Lysosomal membrane leakiness and metabolic biomethylation play key roles in methyl tertiary butyl ether-induced toxicity and detoxification

Abstract

Methyl tertiary butyl ether (MTBE) is the most widely used motor vehicle fuel oxygenate since it reduces automobile emissions of carbon monoxide and compounds involved in photochemical smog formation. The increasing use of MTBE raised concern over its health safety. The cytotoxic mechanism of MTBE was investigated in freshly isolated rat hepatocytes. MTBE cytotoxicity was associated with reactive oxygen species (ROS) formation and glutathione (GSH) depletion suggesting that oxidative stress contributes to the MTBE cytotoxic mechanism.
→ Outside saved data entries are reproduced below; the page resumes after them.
//! Per-client sliding window rate limiting.
//!
//! For every client the limiter keeps the timestamps of its accepted requests that are still
//! inside the window. A request is rejected when the window already holds
//! [`RateLimitConfig::max_requests`] timestamps, and rejected requests are not recorded.
//!
//! Clients are keyed by the raw peer IP address string. Clients that have been idle for a whole
//! window are dropped every [`RateLimitConfig::gc_interval`], so the map does not keep growing
//! with every address ever seen.
use std::collections::VecDeque;
use std::net::SocketAddr;
use std::sync::{Arc, Mutex};
use std::time::{Duration, Instant};

use axum::extract::{ConnectInfo, Request, State};
use axum::middleware::Next;
use axum::response::{IntoResponse, Response};
use dashmap::DashMap;
use tracing::{debug, warn};

use crate::NobelError;

/// Configuration of a [`RateLimiter`]
#[derive(Debug, Clone, Copy, PartialEq, Eq)]
pub struct RateLimitConfig {
    /// maximum number of requests accepted per client within `window`
    pub max_requests: usize,
    /// length of the sliding window
    pub window: Duration,
    /// how often idle clients are dropped
    pub gc_interval: Duration,
}

impl RateLimitConfig {
    /// `max_requests` per `window`, with the default gc interval
    pub fn new(max_requests: usize, window: Duration) -> Self {
        RateLimitConfig {
            max_requests,
            window,
            ..RateLimitConfig::default()
        }
    }
}

impl Default for RateLimitConfig {
    fn default() -> Self {
        RateLimitConfig {
            max_requests: 5,
            window: Duration::from_secs(1),
            gc_interval: Duration::from_secs(60),
        }
    }
}

/// Sliding window rate limiter, shared by all requests
#[derive(Debug)]
pub struct RateLimiter {
    config: RateLimitConfig,
    clients: DashMap<String, VecDeque<Instant>>,
    last_gc: Mutex<Instant>,
}

impl RateLimiter {
    /// creates a limiter with no tracked clients
    pub fn new(config: RateLimitConfig) -> Self {
        RateLimiter {
            config,
            clients: DashMap::new(),
            last_gc: Mutex::new(Instant::now()),
        }
    }

    /// the limiter's configuration
    pub fn config(&self) -> &RateLimitConfig {
        &self.config
    }

    /// records a request from `client` made now. Returns `false` if the request must be rejected
    pub fn check(&self, client: &str) -> bool {
        self.check_at(client, Instant::now())
    }

    /// records a request from `client` made at `now`. Returns `false` if the request must be
    /// rejected
    pub fn check_at(&self, client: &str, now: Instant) -> bool {
        self.maybe_gc(now);

        let mut timestamps = self.clients.entry(client.to_string()).or_default();

        // Remove timestamps outside the current window
        while let Some(front) = timestamps.front() {
            if now.saturating_duration_since(*front) > self.config.window {
                timestamps.pop_front();
            } else {
                break;
            }
        }

        if timestamps.len() >= self.config.max_requests {
            return false;
        }
        timestamps.push_back(now);
        true
    }

    /// drops every client whose latest request is older than the window. Returns the number of
    /// clients dropped
    pub fn evict_idle(&self, now: Instant) -> usize {
        let before = self.clients.len();
        let window = self.config.window;
        self.clients.retain(|_, timestamps| {
            timestamps
                .back()
                .map_or(false, |last| now.saturating_duration_since(*last) <= window)
        });
        let evicted = before.saturating_sub(self.clients.len());
        if evicted > 0 {
            debug!(evicted, "dropped idle rate limit entries");
        }
        evicted
    }

    /// number of clients currently tracked
    pub fn tracked(&self) -> usize {
        self.clients.len()
    }

    fn maybe_gc(&self, now: Instant) {
        let mut last_gc = self.last_gc.lock().unwrap_or_else(|e| e.into_inner());
        if now.saturating_duration_since(*last_gc) >= self.config.gc_interval {
            *last_gc = now;
            drop(last_gc);
            self.evict_idle(now);
        }
    }
}

/// axum middleware rejecting requests with `429 Too Many Requests` once the peer address is over
/// its quota
pub async fn rate_limit(
    State(limiter): State<Arc<RateLimiter>>,
    ConnectInfo(peer): ConnectInfo<SocketAddr>,
    request: Request,
    next: Next,
) -> Response {
    let client = peer.ip().to_string();
    if !limiter.check(&client) {
        warn!("rate limit exceeded for {}", client);
        return NobelError::RateLimited.into_response();
    }
    next.run(request).await
}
In this study the hepatocyte mitochondrial membrane potential was rapidly decreased by MTBE which was prevented by antioxidants and ROS scavenger, suggesting that mitochondrial membrane damage was a consequence of ROS formation. MTBE cytotoxicity was also associated with lysosomal membrane leakiness. Data showed that in the addition to CYP2E1, GSH is also involved in metabolic activation of MTBE. MTBE-mediated oxidative stress cytotoxicity and subsequent methylation is the unique pathway for detoxification.